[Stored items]
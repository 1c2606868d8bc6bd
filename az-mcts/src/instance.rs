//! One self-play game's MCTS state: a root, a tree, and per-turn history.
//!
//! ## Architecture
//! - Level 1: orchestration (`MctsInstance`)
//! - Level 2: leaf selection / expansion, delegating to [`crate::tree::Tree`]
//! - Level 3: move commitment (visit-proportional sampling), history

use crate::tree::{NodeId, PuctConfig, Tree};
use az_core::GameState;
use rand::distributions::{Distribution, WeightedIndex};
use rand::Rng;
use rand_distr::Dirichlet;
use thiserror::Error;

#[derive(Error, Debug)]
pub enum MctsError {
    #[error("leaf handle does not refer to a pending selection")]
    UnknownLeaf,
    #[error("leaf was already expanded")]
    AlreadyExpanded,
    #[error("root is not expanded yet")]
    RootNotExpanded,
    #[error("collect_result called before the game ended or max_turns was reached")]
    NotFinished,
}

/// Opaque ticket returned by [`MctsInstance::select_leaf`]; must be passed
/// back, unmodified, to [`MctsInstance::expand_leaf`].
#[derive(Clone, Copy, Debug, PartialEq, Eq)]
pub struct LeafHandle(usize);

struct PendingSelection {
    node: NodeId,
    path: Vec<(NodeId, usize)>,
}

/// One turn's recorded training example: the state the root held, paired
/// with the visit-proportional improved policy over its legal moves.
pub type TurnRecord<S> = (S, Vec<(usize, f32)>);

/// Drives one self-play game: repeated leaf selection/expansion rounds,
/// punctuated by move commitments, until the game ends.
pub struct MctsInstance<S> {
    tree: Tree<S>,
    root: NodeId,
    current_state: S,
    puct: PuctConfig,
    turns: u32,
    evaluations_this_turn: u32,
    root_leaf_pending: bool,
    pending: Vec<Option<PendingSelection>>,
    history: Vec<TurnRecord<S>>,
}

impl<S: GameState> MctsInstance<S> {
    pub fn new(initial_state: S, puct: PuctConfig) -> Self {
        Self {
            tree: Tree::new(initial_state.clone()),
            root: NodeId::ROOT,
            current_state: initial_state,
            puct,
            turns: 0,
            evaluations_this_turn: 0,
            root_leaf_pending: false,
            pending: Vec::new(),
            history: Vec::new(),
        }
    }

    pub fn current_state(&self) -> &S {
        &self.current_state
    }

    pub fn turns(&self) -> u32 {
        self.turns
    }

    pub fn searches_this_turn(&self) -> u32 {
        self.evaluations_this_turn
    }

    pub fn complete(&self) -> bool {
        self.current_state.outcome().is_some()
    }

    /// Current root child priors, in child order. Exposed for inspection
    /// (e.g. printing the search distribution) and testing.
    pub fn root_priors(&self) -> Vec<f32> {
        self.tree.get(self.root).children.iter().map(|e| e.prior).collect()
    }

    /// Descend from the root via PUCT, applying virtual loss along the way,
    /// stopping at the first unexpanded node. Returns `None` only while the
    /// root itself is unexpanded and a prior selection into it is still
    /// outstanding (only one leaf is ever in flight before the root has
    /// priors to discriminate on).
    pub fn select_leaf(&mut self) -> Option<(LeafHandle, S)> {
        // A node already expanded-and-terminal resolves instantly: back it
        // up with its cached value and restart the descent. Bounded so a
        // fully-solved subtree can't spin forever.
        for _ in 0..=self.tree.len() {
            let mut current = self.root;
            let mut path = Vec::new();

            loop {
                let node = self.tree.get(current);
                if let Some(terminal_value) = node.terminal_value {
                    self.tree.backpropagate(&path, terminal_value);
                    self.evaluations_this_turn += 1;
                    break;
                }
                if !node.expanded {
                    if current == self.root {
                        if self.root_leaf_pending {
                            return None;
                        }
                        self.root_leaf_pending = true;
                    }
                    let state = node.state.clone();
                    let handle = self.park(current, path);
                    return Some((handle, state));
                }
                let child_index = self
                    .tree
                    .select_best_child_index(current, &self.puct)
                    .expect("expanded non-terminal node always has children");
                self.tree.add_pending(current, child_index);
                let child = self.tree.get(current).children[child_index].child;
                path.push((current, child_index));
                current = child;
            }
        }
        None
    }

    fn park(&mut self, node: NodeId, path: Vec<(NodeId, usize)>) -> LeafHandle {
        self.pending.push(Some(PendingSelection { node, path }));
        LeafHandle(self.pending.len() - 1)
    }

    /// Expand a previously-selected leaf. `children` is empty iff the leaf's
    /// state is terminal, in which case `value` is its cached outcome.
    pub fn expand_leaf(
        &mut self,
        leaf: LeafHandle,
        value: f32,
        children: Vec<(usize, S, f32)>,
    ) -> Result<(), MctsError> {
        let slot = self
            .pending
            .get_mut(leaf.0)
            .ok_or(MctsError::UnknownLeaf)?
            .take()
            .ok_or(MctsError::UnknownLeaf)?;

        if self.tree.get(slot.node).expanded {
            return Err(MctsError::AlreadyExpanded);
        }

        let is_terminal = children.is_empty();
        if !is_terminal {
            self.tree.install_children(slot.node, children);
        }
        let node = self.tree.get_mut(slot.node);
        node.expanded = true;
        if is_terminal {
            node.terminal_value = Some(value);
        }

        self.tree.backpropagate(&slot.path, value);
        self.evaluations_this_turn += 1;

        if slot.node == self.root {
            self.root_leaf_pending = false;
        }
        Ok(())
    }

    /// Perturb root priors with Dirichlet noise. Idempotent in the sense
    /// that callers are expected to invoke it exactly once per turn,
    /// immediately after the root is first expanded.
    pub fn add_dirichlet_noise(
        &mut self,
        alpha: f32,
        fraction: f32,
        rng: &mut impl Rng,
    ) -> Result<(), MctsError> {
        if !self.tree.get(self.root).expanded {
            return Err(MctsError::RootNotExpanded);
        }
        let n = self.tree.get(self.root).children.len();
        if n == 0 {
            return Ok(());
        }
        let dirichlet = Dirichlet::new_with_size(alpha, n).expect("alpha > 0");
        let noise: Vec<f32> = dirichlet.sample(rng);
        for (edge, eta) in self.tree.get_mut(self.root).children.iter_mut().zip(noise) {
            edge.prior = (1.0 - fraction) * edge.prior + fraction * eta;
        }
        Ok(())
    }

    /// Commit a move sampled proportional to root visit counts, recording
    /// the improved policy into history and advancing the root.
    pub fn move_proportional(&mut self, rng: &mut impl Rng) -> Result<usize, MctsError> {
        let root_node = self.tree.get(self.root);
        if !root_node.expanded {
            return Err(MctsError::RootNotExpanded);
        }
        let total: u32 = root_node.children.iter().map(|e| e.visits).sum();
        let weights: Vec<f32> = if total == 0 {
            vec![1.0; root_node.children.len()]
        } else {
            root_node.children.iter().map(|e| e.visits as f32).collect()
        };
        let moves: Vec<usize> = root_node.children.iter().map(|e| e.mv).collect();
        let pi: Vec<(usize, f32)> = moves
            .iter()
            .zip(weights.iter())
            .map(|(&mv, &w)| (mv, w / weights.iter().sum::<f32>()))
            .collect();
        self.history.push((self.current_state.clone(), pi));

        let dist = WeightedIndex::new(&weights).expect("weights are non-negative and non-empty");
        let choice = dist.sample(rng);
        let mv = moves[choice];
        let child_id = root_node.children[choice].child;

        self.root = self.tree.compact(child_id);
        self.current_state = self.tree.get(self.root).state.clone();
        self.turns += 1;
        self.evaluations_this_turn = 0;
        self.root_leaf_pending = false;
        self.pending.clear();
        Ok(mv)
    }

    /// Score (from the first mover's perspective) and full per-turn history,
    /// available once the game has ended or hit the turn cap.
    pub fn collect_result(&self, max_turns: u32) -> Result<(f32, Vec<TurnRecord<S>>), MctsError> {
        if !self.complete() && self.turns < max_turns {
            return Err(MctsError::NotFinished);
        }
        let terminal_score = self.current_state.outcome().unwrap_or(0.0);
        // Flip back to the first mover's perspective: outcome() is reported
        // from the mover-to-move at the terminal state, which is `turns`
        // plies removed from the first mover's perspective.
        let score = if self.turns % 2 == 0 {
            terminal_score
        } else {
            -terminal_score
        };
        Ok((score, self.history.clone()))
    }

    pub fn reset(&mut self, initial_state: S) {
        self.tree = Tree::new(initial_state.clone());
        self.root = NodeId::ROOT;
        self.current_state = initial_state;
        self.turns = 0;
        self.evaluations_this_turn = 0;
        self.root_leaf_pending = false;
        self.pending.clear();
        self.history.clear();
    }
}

[Work request]
Whenever a line holds "WeightedIndex", it counts; state the total for the records and add nothing.

[Output]
2